Mais oui. Profitons-en. Ce soir, la maison nous appartient. Je garde les yeux fixés sur votre rosette et je n’ai rien à vous envier : j’arbore moi aussi au revers de mon manteau un petit ruban rose et or, sans doute quelque Mérite militaire. Parlons de choses rassurantes, voulez-vous ? Du jardin qu’il faudra désherber et de ce bronze de Barbedienne si beau, sous la clarté des lampes. Vous êtes exploitant forestier et moi, votre fils, officier d’active. Je viens passer mes permes dans notre bonne chère maison. J’y retrouve les odeurs familières. Ma chambre n’a pas changé. Au fond du placard, le poste à galène, les soldats de plomb et le Meccano de jadis. Maman et Geneviève montent se coucher. Nous restons au salon, entre hommes. J’aime ces moments-là. Nous buvons l’alcool de poire à petites gorgées. Ensuite, nous aurons le même geste pour bourrer nos pipes. Nous nous ressemblons, papa. Deux paysans, deux mauvaises têtes de Bretons, comme vous dites. Les rideaux sont tirés, le feu crépite doucement. Bavardons en vieux complices.
— Vous fréquentez Murraille et Marcheret depuis longtemps ?
— Depuis l’année dernière.
— Et vous vous entendez bien avec eux ?
Vous avez fait semblant de ne pas comprendre. Vous toussotiez. Je suis revenu à la charge.
— À mon avis, il faut se méfier de ces gens-là.
Vous restiez impassible, les yeux plissés.
Peut-être me preniez-vous pour un agent provocateur. Je me suis rapproché de vous.

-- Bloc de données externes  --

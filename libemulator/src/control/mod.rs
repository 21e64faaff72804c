use std::fmt::Display;

use libisa::instruction::{kind::InstructionKind, Instruction};

use crate::alu::{flags::ALUFlags, AluOp};

#[cfg(test)]
mod tests;

/// Lines driven by the control unit for one instruction.
#[derive(Debug, Clone, Copy, Default, PartialEq, Eq)]
pub struct ControlSignals {
    pub pc_load: bool,
    pub pc_inc: bool,
    pub mem_read: bool,
    pub mem_write: bool,
    pub reg_write: bool,
    pub mem_to_reg: bool,
    pub alu_op: AluOp,
}

impl ControlSignals {
    pub fn reset(&mut self) {
        *self = Self::default();
    }
}

#[derive(Debug, Clone, Copy, Default, PartialEq, Eq, Hash)]
pub enum Phase {
    #[default]
    Fetch,
    Decode,
    Execute,
    Writeback,
}

impl Phase {
    pub fn next(self) -> Self {
        match self {
            Self::Fetch => Self::Decode,
            Self::Decode => Self::Execute,
            Self::Execute => Self::Writeback,
            Self::Writeback => Self::Fetch,
        }
    }
}

impl Display for Phase {
    fn fmt(&self, f: &mut std::fmt::Formatter<'_>) -> std::fmt::Result {
        f.write_str(match self {
            Self::Fetch => "FETCH",
            Self::Decode => "DECODE",
            Self::Execute => "EXECUTE",
            Self::Writeback => "WRITEBACK",
        })
    }
}

#[derive(Debug, Clone, Default)]
pub struct ControlUnit {
    pub phase: Phase,
    pub signals: ControlSignals,
}

impl ControlUnit {
    pub fn new() -> Self {
        Self::default()
    }

    /// Computes the signal set for `instruction` from scratch. Branches read
    /// the zero flag from `flags`.
    pub fn generate_signals(&mut self, instruction: &Instruction, flags: ALUFlags) -> ControlSignals {
        self.signals.reset();

        let zero = flags.contains(ALUFlags::ZERO);
        let kind = instruction.kind();

        if let Some(op) = AluOp::for_instruction(kind) {
            self.signals.alu_op = op;
            self.signals.reg_write = true;
        }

        match kind {
            InstructionKind::Load => {
                self.signals.mem_read = true;
                self.signals.mem_to_reg = true;
                self.signals.reg_write = true;
            }
            InstructionKind::Store => self.signals.mem_write = true,
            InstructionKind::Mov => self.signals.reg_write = true,
            InstructionKind::Jmp => self.signals.pc_load = true,
            InstructionKind::Jz => self.signals.pc_load = zero,
            InstructionKind::Jnz => self.signals.pc_load = !zero,
            _ => {}
        }

        self.signals
    }

    pub fn advance_phase(&mut self) -> Phase {
        self.phase = self.phase.next();
        self.phase
    }

    pub fn reset(&mut self) {
        self.phase = Phase::default();
        self.signals.reset();
    }
}
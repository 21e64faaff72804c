use std::fmt::Display;

use bitflags::bitflags;

bitflags! {
    #[derive(Debug, Clone, Copy, PartialEq, Eq, Hash)]
    pub struct ALUFlags: u8 {
        const CARRY    = 0b0001;
        const ZERO     = 0b0010;
        const NEGATIVE = 0b0100;
        const OVERFLOW = 0b1000;
    }
}

impl Display for ALUFlags {
    fn fmt(&self, f: &mut std::fmt::Formatter<'_>) -> std::fmt::Result {
        let bit = |flag| u8::from(self.contains(flag));

        f.write_fmt(format_args!(
            "Z={} C={} N={} V={}",
            bit(Self::ZERO),
            bit(Self::CARRY),
            bit(Self::NEGATIVE),
            bit(Self::OVERFLOW),
        ))
    }
}
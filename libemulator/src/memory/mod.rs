use libisa::{Address, Byte, Word};

use crate::LoadError;


/// Byte-addressed RAM. Accesses outside the backing store read as zero and
/// writes there are dropped.
#[derive(Debug, Clone)]
pub struct Memory(Vec<Byte>);

impl Memory {
    pub fn new() -> Self {
        Self::with_size(libisa::MEMORY_SIZE)
    }

    pub fn with_size(size: usize) -> Self {
        Self(vec![0; size])
    }

    pub fn size(&self) -> usize {
        self.0.len()
    }

    pub fn byte(&self, addr: usize) -> Option<Byte> {
        self.0.get(addr).copied()
    }

    pub fn byte_mut(&mut self, addr: usize) -> Option<&mut Byte> {
        self.0.get_mut(addr)
    }

    pub fn read(&self, addr: Address) -> Byte {
        self.byte(addr as usize).unwrap_or(0)
    }

    pub fn write(&mut self, addr: Address, value: Byte, enable: bool) {
        if !enable {
            return;
        }

        if let Some(byte) = self.byte_mut(addr as usize) {
            *byte = value;
        }
    }

    /// Little-endian word at `addr`; the high byte wraps to address 0.
    pub fn word(&self, addr: Address) -> Word {
        libisa::bytes_to_word([self.read(addr), self.read(addr.wrapping_add(1))])
    }

    /// Copies `program` to consecutive addresses from `start`. Bytes that
    /// would land past the end of memory are dropped.
    pub fn load_program(&mut self, program: &[Byte], start: Address) {
        let start = start as usize;

        for (addr, byte) in (start..self.size()).zip(program) {
            self.0[addr] = *byte;
        }
    }

    pub fn try_load_program(&mut self, program: &[Byte], start: Address) -> Result<(), LoadError> {
        if start as usize + program.len() > self.size() {
            return Err(LoadError::ProgramTooLarge {
                len: program.len(),
                start,
                capacity: self.size(),
            });
        }

        self.load_program(program, start);
        Ok(())
    }

    /// `AA: VV` lines for `start..end`, clamped to the memory size.
    pub fn dump(&self, start: usize, end: usize) -> String {
        (start..end.min(self.size()))
            .map(|addr| format!("{:02X}: {:02X}", addr, self.0[addr]))
            .collect::<Vec<_>>()
            .join("\n")
    }

    pub fn iter(&self) -> impl Iterator<Item = &Byte> {
        self.0.iter()
    }
}

impl Default for Memory {
    fn default() -> Self {
        Self::new()
    }
}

— Excusez-moi de me mêler de choses qui ne me regardent pas, mais j’ai l’impression qu’ils vous veulent du mal.
— Moi aussi, avez-vous répondu.
Je crois que vous vous sentiez brusquement en confiance. Me reconnaissiez-vous ? Vous avez rempli nos verres.

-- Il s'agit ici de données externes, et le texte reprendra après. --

use std::{fs, path::PathBuf};

use anyhow::Context;
use clap::Parser;
use libdeassembler::Deassembler;
use libemulator::{computer::Computer, DEFAULT_MAX_CYCLES};

mod command;
mod monitor;


#[derive(Parser, Debug)]
#[command(version, about)]
pub struct Args {
    /// Assembly source, or machine code with `--raw`
    program: PathBuf,

    /// Treat the program file as machine code loaded at address 0
    #[arg(short, long)]
    raw: bool,

    #[arg(short, long, default_value_t = DEFAULT_MAX_CYCLES)]
    max_cycles: usize,

    /// Print a listing of the program instead of running it
    #[arg(short, long)]
    disassemble: bool,

    /// Start the step-by-step monitor
    #[arg(short, long)]
    interactive: bool,

    /// Log every executed instruction (same as RUST_LOG=debug)
    #[arg(short, long)]
    verbose: bool,
}

fn main() -> anyhow::Result<()> {
    let args = Args::parse();

    let default_filter = if args.verbose { "debug" } else { "warn" };
    env_logger::Builder::from_env(env_logger::Env::default().default_filter_or(default_filter))
        .init();

    let (mut computer, image) = load(&args)?;

    if args.disassemble {
        print!("{}", Deassembler::new(image.iter()).deassemble_text());
        return Ok(());
    }

    if args.interactive {
        return monitor::run(&mut computer, args.max_cycles);
    }

    let state = if args.verbose {
        computer.run_with(args.max_cycles, |cpu| log::debug!("{}", cpu.state()))
    } else {
        computer.run(args.max_cycles)
    };

    println!("{}", state);
    println!("{}", computer.dump_registers());

    Ok(())
}

/// Loads the program named by `args`, returning its memory image too.
fn load(args: &Args) -> anyhow::Result<(Computer, Vec<u8>)> {
    let mut computer = Computer::new();

    if args.raw {
        let code = fs::read(&args.program)
            .with_context(|| format!("Failed to read {}", args.program.display()))?;
        computer.cpu.load_program(&code, 0)?;

        return Ok((computer, code));
    }

    let source = fs::read_to_string(&args.program)
        .with_context(|| format!("Failed to read {}", args.program.display()))?;
    computer.load_program(&source)?;

    let image = computer
        .assembly
        .as_ref()
        .map(|assembly| assembly.image())
        .unwrap_or_default();

    Ok((computer, image))
}
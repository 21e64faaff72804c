//! Latches (level-sensitive) and flip-flops (rising-edge triggered).

use crate::{
    gates::{and, nor, not},
    Bit,
};


/// Cross-coupled NOR latch. Driving both S and R is the forbidden state and
/// leaves both outputs low.
#[derive(Debug, Clone, Copy, PartialEq, Eq)]
pub struct SrLatch {
    q: Bit,
    q_bar: Bit,
}

impl SrLatch {
    pub fn new() -> Self {
        Self {
            q: false,
            q_bar: true,
        }
    }

    pub fn update(&mut self, set: Bit, reset: Bit) -> Bit {
        // Two passes settle the feedback loop.
        for _ in 0..2 {
            let q = nor(reset, self.q_bar);
            let q_bar = nor(set, self.q);

            self.q = q;
            self.q_bar = q_bar;
        }

        self.q
    }

    pub fn q(&self) -> Bit {
        self.q
    }

    pub fn q_bar(&self) -> Bit {
        self.q_bar
    }
}

impl Default for SrLatch {
    fn default() -> Self {
        Self::new()
    }
}

#[derive(Debug, Clone, Copy, Default, PartialEq, Eq)]
pub struct GatedSrLatch {
    latch: SrLatch,
}

impl GatedSrLatch {
    pub fn new() -> Self {
        Self::default()
    }

    pub fn update(&mut self, set: Bit, reset: Bit, enable: Bit) -> Bit {
        self.latch.update(and(set, enable), and(reset, enable))
    }

    pub fn q(&self) -> Bit {
        self.latch.q()
    }
}

/// Transparent while enabled.
#[derive(Debug, Clone, Copy, Default, PartialEq, Eq)]
pub struct DLatch {
    q: Bit,
}

impl DLatch {
    pub fn new() -> Self {
        Self::default()
    }

    pub fn update(&mut self, data: Bit, enable: Bit) -> Bit {
        if enable {
            self.q = data;
        }

        self.q
    }

    pub fn q(&self) -> Bit {
        self.q
    }
}

#[derive(Debug, Clone, Copy, Default, PartialEq, Eq)]
pub struct DFlipFlop {
    q: Bit,
    last_clock: Bit,
}

impl DFlipFlop {
    pub fn new() -> Self {
        Self::default()
    }

    pub fn clock(&mut self, data: Bit, clock: Bit) -> Bit {
        if rising_edge(self.last_clock, clock) {
            self.q = data;
        }
        self.last_clock = clock;

        self.q
    }

    pub fn read(&self) -> Bit {
        self.q
    }
}

#[derive(Debug, Clone, Copy, Default, PartialEq, Eq)]
pub struct JkFlipFlop {
    q: Bit,
    last_clock: Bit,
}

impl JkFlipFlop {
    pub fn new() -> Self {
        Self::default()
    }

    pub fn clock(&mut self, j: Bit, k: Bit, clock: Bit) -> Bit {
        if rising_edge(self.last_clock, clock) {
            self.q = match (j, k) {
                (false, false) => self.q,
                (false, true) => false,
                (true, false) => true,
                (true, true) => not(self.q),
            };
        }
        self.last_clock = clock;

        self.q
    }

    pub fn read(&self) -> Bit {
        self.q
    }
}

#[derive(Debug, Clone, Copy, Default, PartialEq, Eq)]
pub struct TFlipFlop(JkFlipFlop);

impl TFlipFlop {
    pub fn new() -> Self {
        Self::default()
    }

    pub fn clock(&mut self, toggle: Bit, clock: Bit) -> Bit {
        self.0.clock(toggle, toggle, clock)
    }

    pub fn read(&self) -> Bit {
        self.0.read()
    }
}

fn rising_edge(last_clock: Bit, clock: Bit) -> Bit {
    and(not(last_clock), clock)
}
//! Routing circuits. Select lines are given least-significant bit first.

use crate::{
    gates::{and, not, or},
    Bit,
};


pub fn mux_2to1(a: Bit, b: Bit, select: Bit) -> Bit {
    or(and(a, not(select)), and(b, select))
}

pub fn mux_4to1(inputs: [Bit; 4], select: [Bit; 2]) -> Bit {
    let low = mux_2to1(inputs[0], inputs[1], select[0]);
    let high = mux_2to1(inputs[2], inputs[3], select[0]);

    mux_2to1(low, high, select[1])
}

pub fn mux_8to1(inputs: [Bit; 8], select: [Bit; 3]) -> Bit {
    let [i0, i1, i2, i3, i4, i5, i6, i7] = inputs;

    let low = mux_4to1([i0, i1, i2, i3], [select[0], select[1]]);
    let high = mux_4to1([i4, i5, i6, i7], [select[0], select[1]]);

    mux_2to1(low, high, select[2])
}

pub fn demux_1to2(data: Bit, select: Bit) -> [Bit; 2] {
    [and(data, not(select)), and(data, select)]
}

pub fn demux_1to4(data: Bit, select: [Bit; 2]) -> [Bit; 4] {
    decoder_2to4(select).map(|line| and(data, line))
}

pub fn decoder_2to4(select: [Bit; 2]) -> [Bit; 4] {
    let [s0, s1] = select;
    let [n0, n1] = [not(s0), not(s1)];

    [and(n1, n0), and(n1, s0), and(s1, n0), and(s1, s0)]
}

pub fn decoder_3to8(select: [Bit; 3]) -> [Bit; 8] {
    let [s0, s1, s2] = select;
    let low = decoder_2to4([s0, s1]);

    std::array::from_fn(|i| {
        let half = if i < 4 { not(s2) } else { s2 };
        and(half, low[i % 4])
    })
}

/// Priority encoder, the highest active input wins. All-zero input encodes as 0.
pub fn encoder_4to2(inputs: [Bit; 4]) -> [Bit; 2] {
    let [_, i1, i2, i3] = inputs;

    [or(i3, and(i1, not(i2))), or(i2, i3)]
}

/// Priority encoder, the highest active input wins. All-zero input encodes as 0.
pub fn encoder_8to3(inputs: [Bit; 8]) -> [Bit; 3] {
    let [_, i1, i2, i3, i4, i5, i6, i7] = inputs;
    let any_upper = or(or(i4, i5), or(i6, i7));

    let out0 = or(
        or(i7, and(i5, not(i6))),
        and(not(any_upper), or(i3, and(i1, not(i2)))),
    );
    let out1 = or(or(i6, i7), and(not(any_upper), or(i2, i3)));

    [out0, out1, any_upper]
}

— Nous pourrions trinquer, ai-je dit.
— Volontiers !
— À votre santé, monsieur le Baron !
— À la vôtre, monsieur… Alexandre ! Nous vivons des temps bien difficiles, monsieur Alexandre.

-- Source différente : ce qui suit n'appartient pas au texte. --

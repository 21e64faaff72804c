use libisa::instruction::{kind::InstructionKind, Instruction};

use super::{ControlSignals, ControlUnit, Phase};
use crate::alu::{flags::ALUFlags, AluOp};

fn signals(kind: InstructionKind, flags: ALUFlags) -> ControlSignals {
    ControlUnit::new().generate_signals(&Instruction::from_fields(kind, 1, 2, 3), flags)
}

#[test]
fn alu_instructions_write_back() {
    for (kind, op) in [
        (InstructionKind::Add, AluOp::Add),
        (InstructionKind::Sub, AluOp::Sub),
        (InstructionKind::And, AluOp::And),
        (InstructionKind::Or, AluOp::Or),
        (InstructionKind::Xor, AluOp::Xor),
        (InstructionKind::Not, AluOp::Not),
        (InstructionKind::Shl, AluOp::Shl),
        (InstructionKind::Shr, AluOp::Shr),
    ] {
        assert_eq!(
            signals(kind, ALUFlags::empty()),
            ControlSignals {
                alu_op: op,
                reg_write: true,
                ..Default::default()
            },
            "{kind}"
        );
    }
}

#[test]
fn memory_and_move() {
    assert_eq!(
        signals(InstructionKind::Load, ALUFlags::empty()),
        ControlSignals {
            mem_read: true,
            mem_to_reg: true,
            reg_write: true,
            ..Default::default()
        }
    );
    assert_eq!(
        signals(InstructionKind::Store, ALUFlags::empty()),
        ControlSignals {
            mem_write: true,
            ..Default::default()
        }
    );
    assert_eq!(
        signals(InstructionKind::Mov, ALUFlags::empty()),
        ControlSignals {
            reg_write: true,
            ..Default::default()
        }
    );
}

#[test]
fn branches_follow_zero_flag() {
    let taken = |kind, flags| signals(kind, flags).pc_load;

    assert!(taken(InstructionKind::Jmp, ALUFlags::empty()));
    assert!(taken(InstructionKind::Jmp, ALUFlags::ZERO));

    assert!(taken(InstructionKind::Jz, ALUFlags::ZERO));
    assert!(!taken(InstructionKind::Jz, ALUFlags::CARRY | ALUFlags::NEGATIVE));

    assert!(taken(InstructionKind::Jnz, ALUFlags::empty()));
    assert!(!taken(InstructionKind::Jnz, ALUFlags::ZERO | ALUFlags::OVERFLOW));
}

#[test]
fn nop_and_halt_drive_nothing() {
    for kind in [InstructionKind::Nop, InstructionKind::Halt] {
        assert_eq!(signals(kind, ALUFlags::ZERO), ControlSignals::default());
    }
}

#[test]
fn signals_do_not_leak_between_instructions() {
    let mut control = ControlUnit::new();

    control.generate_signals(
        &Instruction::from_fields(InstructionKind::Load, 0, 0, 0x10),
        ALUFlags::empty(),
    );
    let signals = control.generate_signals(
        &Instruction::from_fields(InstructionKind::Jmp, 0, 0, 0x20),
        ALUFlags::empty(),
    );

    assert_eq!(
        signals,
        ControlSignals {
            pc_load: true,
            ..Default::default()
        }
    );
    assert_eq!(control.signals, signals);
}

#[test]
fn phase_cycles_and_resets() {
    let mut control = ControlUnit::new();
    assert_eq!(control.phase, Phase::Fetch);

    assert_eq!(control.advance_phase(), Phase::Decode);
    assert_eq!(control.advance_phase(), Phase::Execute);
    assert_eq!(control.advance_phase(), Phase::Writeback);
    assert_eq!(control.advance_phase(), Phase::Fetch);

    control.advance_phase();
    control.reset();
    assert_eq!(control.phase, Phase::Fetch);
    assert_eq!(control.signals, ControlSignals::default());
}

Vous avez répété cette phrase deux ou trois fois, en guise de préambule, et puis vous m’avez expliqué votre cas. Je vous entendais mal, comme si vous me parliez au téléphone. Un filet de voix étouffé par la distance et les années. De temps en temps, je captais quelques bribes : « Partir »…, « Passage des frontières »…, « Or et devises »… Et cela suffisait pour reconstituer votre histoire. Murraille, connaissant vos talents de courtier, vous avait placé à la tête d’une prétendue « Société française d’achats », dont le rôle consistait à stocker les produits les plus divers et à les écouler ensuite au prix fort. Il s’adjugeait les trois quarts des bénéfices. Au début, tout allait bien, vous étiez content d’occuper un grand bureau, rue Lord-Byron, mais depuis peu, Murraille n’avait plus besoin de vos services et vous jugeait encombrant. Rien de plus facile, en ce temps-là, que de se débarrasser d’un individu de votre espèce. Apatride, sans raison sociale ni domicile fixe, vous cumuliez de lourds handicaps. Il suffisait de prévenir les inspecteurs zélés des Brigades spéciales… Vous n’aviez aucun recours… sauf un portier de boîte de nuit du nom de « Titiko ». Il voulait bien vous présenter à l’une de ses « relations » qui vous ferait passer la frontière belge. Le rendez-vous devait avoir lieu d’ici trois jours. Vous emporteriez pour tout viatique 1 500 dollars, un diamant rose et de petites plaques d’or en forme de bristol, faciles à dissimuler.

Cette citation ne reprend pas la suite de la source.